Fellow Russian exile Valery Morozov said he met Sergei Skripal several times, but alleges the former colonel had not left his life in espionage behind.

Mr Skripal was convicted in his home country for selling secrets to the British.

He was freed in an exchange of captured spies between the US and Russia in 2010.

Mr Morozov told Channel 4 News that, despite his high-profile defection, the poisoned intelligence officer visited the Russian Embassy regularly.

 

He said: “If you have a military intelligence officer working in the Russian diplomatic service, living after retirement in the UK, working in cyber-security and every month going to the embassy to meet military intelligence officers – for me being political refugee, it is either a certain danger or, frankly speaking, I thought that this contact might not be very good for me because it can bring some questions from British officials.

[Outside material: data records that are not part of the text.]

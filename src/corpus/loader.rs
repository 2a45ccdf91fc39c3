//! Source loading for corpus generation
//!
//! A source is either a directory tree (split into line windows) or a JSONL
//! file of text rows.
//!
//! ```rust,ignore
//! let config = SourceConfig::new()
//!     .with_extensions(vec!["rs", "md"])
//!     .with_chunk_lines(40);
//!
//! let items = load_source(&path, &config)?;
//! ```

use anyhow::{Context, Result};
use ignore::WalkBuilder;
use serde::{Deserialize, Serialize};
use std::collections::HashSet;
use std::fs::File;
use std::io::{BufRead, BufReader};
use std::path::Path;

use crate::config::CorpusSettings;

/// One unit of descriptive text before embedding
#[derive(Debug, Clone, PartialEq, Eq, Serialize, Deserialize)]
pub struct SourceItem {
    /// Source file path (relative to the walked root)
    pub file_path: String,
    pub file_name: String,
    /// Position of this window within its file
    pub chunk_index: usize,
    /// 1-indexed first line of the window
    pub start_line: usize,
    pub text: String,
}

impl SourceItem {
    /// Number of lines covered by the text (at least one)
    pub fn line_count(&self) -> usize {
        self.text.lines().count().max(1)
    }
}

/// Configuration for source loading
#[derive(Debug, Clone)]
pub struct SourceConfig {
    /// File extensions to include (without dots). Empty means the built-in list
    pub extensions: Vec<String>,

    /// Extensions included when `extensions` is empty
    pub default_extensions: HashSet<String>,

    /// Lines per window
    pub chunk_lines: usize,

    /// Overlap ratio (0.0 to 0.5) between consecutive windows
    pub overlap: f32,

    /// Minimum characters for a window to be kept
    pub min_chunk_chars: usize,

    /// Patterns to skip (substrings in path)
    pub skip_patterns: Vec<String>,

    /// Field holding the text in JSONL rows
    pub text_field: String,
}

impl Default for SourceConfig {
    fn default() -> Self {
        Self {
            extensions: vec![],
            default_extensions: [
                "rs", "py", "ts", "js", "go", "java", "c", "cpp", "h", "rb", "md", "rst", "txt",
            ]
            .into_iter()
            .map(String::from)
            .collect(),
            chunk_lines: 40,
            overlap: 0.0,
            min_chunk_chars: 20,
            skip_patterns: vec![
                "/target/".to_string(),
                "/node_modules/".to_string(),
                "/.git/".to_string(),
                "/__pycache__/".to_string(),
                "/.venv/".to_string(),
                "/dist/".to_string(),
                "/build/".to_string(),
            ],
            text_field: "text".to_string(),
        }
    }
}

impl SourceConfig {
    pub fn new() -> Self {
        Self::default()
    }

    /// Build from the `[corpus]` section of the harness config
    pub fn from_settings(settings: &CorpusSettings) -> Self {
        let mut config = Self::new()
            .with_chunk_lines(settings.chunk_lines)
            .with_overlap(settings.overlap)
            .with_min_chunk_chars(settings.min_chunk_chars)
            .with_text_field(&settings.text_field)
            .with_skip_patterns(settings.skip_patterns.iter().map(String::as_str).collect());
        if !settings.extensions.is_empty() {
            config = config.with_extensions(settings.extensions.iter().map(String::as_str).collect());
        }
        config
    }

    pub fn with_extensions(mut self, extensions: Vec<&str>) -> Self {
        self.extensions = extensions.into_iter().map(String::from).collect();
        self
    }

    pub fn with_chunk_lines(mut self, lines: usize) -> Self {
        self.chunk_lines = lines.max(1);
        self
    }

    /// Set overlap ratio (clamped to 0.0..=0.5)
    pub fn with_overlap(mut self, overlap: f32) -> Self {
        self.overlap = overlap.clamp(0.0, 0.5);
        self
    }

    pub fn with_min_chunk_chars(mut self, min_chars: usize) -> Self {
        self.min_chunk_chars = min_chars;
        self
    }

    pub fn with_text_field(mut self, field: &str) -> Self {
        self.text_field = field.to_string();
        self
    }

    /// Add skip patterns
    pub fn with_skip_patterns(mut self, patterns: Vec<&str>) -> Self {
        self.skip_patterns.extend(patterns.into_iter().map(String::from));
        self
    }

    pub fn should_include(&self, ext: &str) -> bool {
        if self.extensions.is_empty() {
            self.default_extensions.contains(ext)
        } else {
            self.extensions.iter().any(|e| e.eq_ignore_ascii_case(ext))
        }
    }

    pub fn should_skip(&self, path_str: &str) -> bool {
        self.skip_patterns.iter().any(|pattern| path_str.contains(pattern))
    }
}

/// Load a directory tree or a JSONL file, depending on what `path` is
pub fn load_source(path: &Path, config: &SourceConfig) -> Result<Vec<SourceItem>> {
    if path.is_dir() {
        load_source_dir(path, config)
    } else {
        load_source_jsonl(path, config)
    }
}

/// Walk a directory (respecting .gitignore) and split files into line windows
pub fn load_source_dir(root_path: &Path, config: &SourceConfig) -> Result<Vec<SourceItem>> {
    let mut items = Vec::new();
    let mut file_count = 0;

    let walker = WalkBuilder::new(root_path)
        .hidden(true)
        .git_ignore(true)
        .git_global(true)
        .git_exclude(true)
        .sort_by_file_path(|a, b| a.cmp(b))
        .build();

    for entry in walker {
        let entry = entry.context("Failed to read directory entry")?;
        let path = entry.path();

        if !path.is_file() {
            continue;
        }

        // Skip patterns match against the path below the root only
        let relative = path.strip_prefix(root_path).unwrap_or(path);
        let path_str = format!("/{}", relative.to_string_lossy().replace('\\', "/"));
        if config.should_skip(&path_str) {
            continue;
        }

        let ext = path.extension().and_then(|e| e.to_str()).unwrap_or("");
        if !config.should_include(ext) {
            continue;
        }

        let content = match std::fs::read_to_string(path) {
            Ok(c) => c,
            Err(_) => continue, // binary or unreadable
        };

        items.extend(split_into_windows(relative, &content, config));
        file_count += 1;
    }

    tracing::debug!(
        "Loaded {} source windows from {} files under {:?}",
        items.len(),
        file_count,
        root_path
    );
    Ok(items)
}

/// Line-window splitting with optional overlap
fn split_into_windows(file_path: &Path, content: &str, config: &SourceConfig) -> Vec<SourceItem> {
    let file_path_str = file_path.to_string_lossy().replace('\\', "/");
    let file_name = file_path
        .file_name()
        .map(|n| n.to_string_lossy().to_string())
        .unwrap_or_else(|| file_path_str.clone());
    let lines: Vec<&str> = content.lines().collect();

    let max_lines = config.chunk_lines.max(1);
    let overlap_lines = ((max_lines as f32 * config.overlap) as usize).min(max_lines - 1);
    let step = max_lines - overlap_lines;

    let mut items = Vec::new();
    let mut start = 0;

    while start < lines.len() {
        let end = (start + max_lines).min(lines.len());
        let text = lines[start..end].join("\n");

        if text.trim().len() >= config.min_chunk_chars {
            items.push(SourceItem {
                file_path: file_path_str.clone(),
                file_name: file_name.clone(),
                chunk_index: items.len(),
                start_line: start + 1,
                text,
            });
        }

        if end == lines.len() {
            break;
        }
        start += step;
    }

    items
}

/// Read text rows from a JSONL file
///
/// Each row must be an object with a string field named by `text_field`.
pub fn load_source_jsonl(path: &Path, config: &SourceConfig) -> Result<Vec<SourceItem>> {
    let file = File::open(path).with_context(|| format!("Failed to open source {:?}", path))?;
    let file_path = path.to_string_lossy().to_string();
    let file_name = path
        .file_name()
        .map(|n| n.to_string_lossy().to_string())
        .unwrap_or_else(|| file_path.clone());

    let mut items = Vec::new();
    for (row, line) in BufReader::new(file).lines().enumerate() {
        let line = line.with_context(|| format!("Failed to read row {} of {:?}", row + 1, path))?;
        if line.trim().is_empty() {
            continue;
        }
        let value: serde_json::Value = serde_json::from_str(&line)
            .with_context(|| format!("Failed to parse row {} of {:?}", row + 1, path))?;
        let text = value
            .get(&config.text_field)
            .and_then(|v| v.as_str())
            .with_context(|| {
                format!("Row {} of {:?} has no string field '{}'", row + 1, path, config.text_field)
            })?;

        items.push(SourceItem {
            file_path: file_path.clone(),
            file_name: file_name.clone(),
            chunk_index: row,
            start_line: 1,
            text: text.to_string(),
        });
    }
    Ok(items)
}

#[cfg(test)]
mod tests {
    use super::*;

    #[test]
    fn test_split_into_windows_without_overlap() {
        let content = (1..=10).map(|i| format!("line number {}", i)).collect::<Vec<_>>().join("\n");
        let config = SourceConfig::new().with_chunk_lines(4).with_min_chunk_chars(1);
        let items = split_into_windows(Path::new("src/lib.rs"), &content, &config);

        assert_eq!(items.len(), 3);
        assert_eq!(items[0].start_line, 1);
        assert_eq!(items[1].start_line, 5);
        assert_eq!(items[2].start_line, 9);
        assert_eq!(items[2].line_count(), 2);
        assert_eq!(items[1].chunk_index, 1);
        assert_eq!(items[0].file_name, "lib.rs");
    }

    #[test]
    fn test_split_into_windows_with_overlap() {
        let content = (1..=8).map(|i| format!("line {}", i)).collect::<Vec<_>>().join("\n");
        let config = SourceConfig::new()
            .with_chunk_lines(4)
            .with_overlap(0.5)
            .with_min_chunk_chars(1);
        let items = split_into_windows(Path::new("a.md"), &content, &config);

        let starts: Vec<usize> = items.iter().map(|i| i.start_line).collect();
        assert_eq!(starts, vec![1, 3, 5]);
    }

    #[test]
    fn test_short_windows_are_dropped() {
        let config = SourceConfig::new().with_chunk_lines(2).with_min_chunk_chars(20);
        let items = split_into_windows(Path::new("a.rs"), "fn a() {}\n\n", &config);
        assert!(items.is_empty());
    }

    #[test]
    fn test_load_source_dir_filters_extensions() {
        let dir = tempfile::tempdir().unwrap();
        std::fs::write(dir.path().join("keep.rs"), "fn main() { println!(\"hello\"); }\n").unwrap();
        std::fs::write(dir.path().join("skip.bin"), "binary-ish content that is long").unwrap();
        std::fs::create_dir_all(dir.path().join("target")).unwrap();
        std::fs::write(dir.path().join("target").join("gen.rs"), "fn generated() { todo!() }\n").unwrap();

        let config = SourceConfig::new().with_min_chunk_chars(5);
        let items = load_source(dir.path(), &config).unwrap();
        assert_eq!(items.len(), 1);
        assert_eq!(items[0].file_path, "keep.rs");
    }

    #[test]
    fn test_load_source_jsonl() {
        let dir = tempfile::tempdir().unwrap();
        let path = dir.path().join("news.jsonl");
        std::fs::write(
            &path,
            "{\"text\": \"Stocks rally\\nas markets open\"}\n\n{\"text\": \"Rain expected\"}\n",
        )
        .unwrap();

        let items = load_source(&path, &SourceConfig::new()).unwrap();
        assert_eq!(items.len(), 2);
        assert_eq!(items[0].line_count(), 2);
        assert_eq!(items[1].chunk_index, 2);
        assert_eq!(items[1].file_name, "news.jsonl");
    }

    #[test]
    fn test_load_source_jsonl_missing_field() {
        let dir = tempfile::tempdir().unwrap();
        let path = dir.path().join("rows.jsonl");
        std::fs::write(&path, "{\"body\": \"no text here\"}\n").unwrap();
        assert!(load_source(&path, &SourceConfig::new()).is_err());
    }
}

“What is the meaning (of being a) political refugee if I have a contact? Rather strange, especially with cyber-security, because cyber-security and his background, they look very strange for me, let us put it like this.

“So that’s why I thought it’s better not to call him. It will be better to be aside.”

The Russian Embassy denied any such contacts between Mr Skripal and its staff.

It told the broadcaster that the critically ill father was not on “the consular register”.

Mr Morozov claimed to have detailed knowledge of the Kremlin’s inner workings and expressed doubt that Vladimir Putin orchestrated the assassination attempt.

Before fleeing the country he worked in the Kremlin’s analytical service and then in the main organ of information warfare.

He said: “The main rule there is you should not create problem for (the) Kremlin. That’s how I survived personally.

“For Putin, it is very important not to create scandal around him, to keep (the) situation calm. I can’t imagine that somebody has given this task.

“Who is Skripal? He is nobody for Putin, absolutely. Some man who officially betrayed the country. That’s all. He’s nobody. Putin doesn’t think about him. There is nobody in Kremlin who is thinking about former military intelligence officer who was nobody. What is the reason?”

Mr Skripal, 66, remains in hospital with his daughter, 33-year-old Yulia, after the pair were found slumped on a bench in Salisbury last weekend.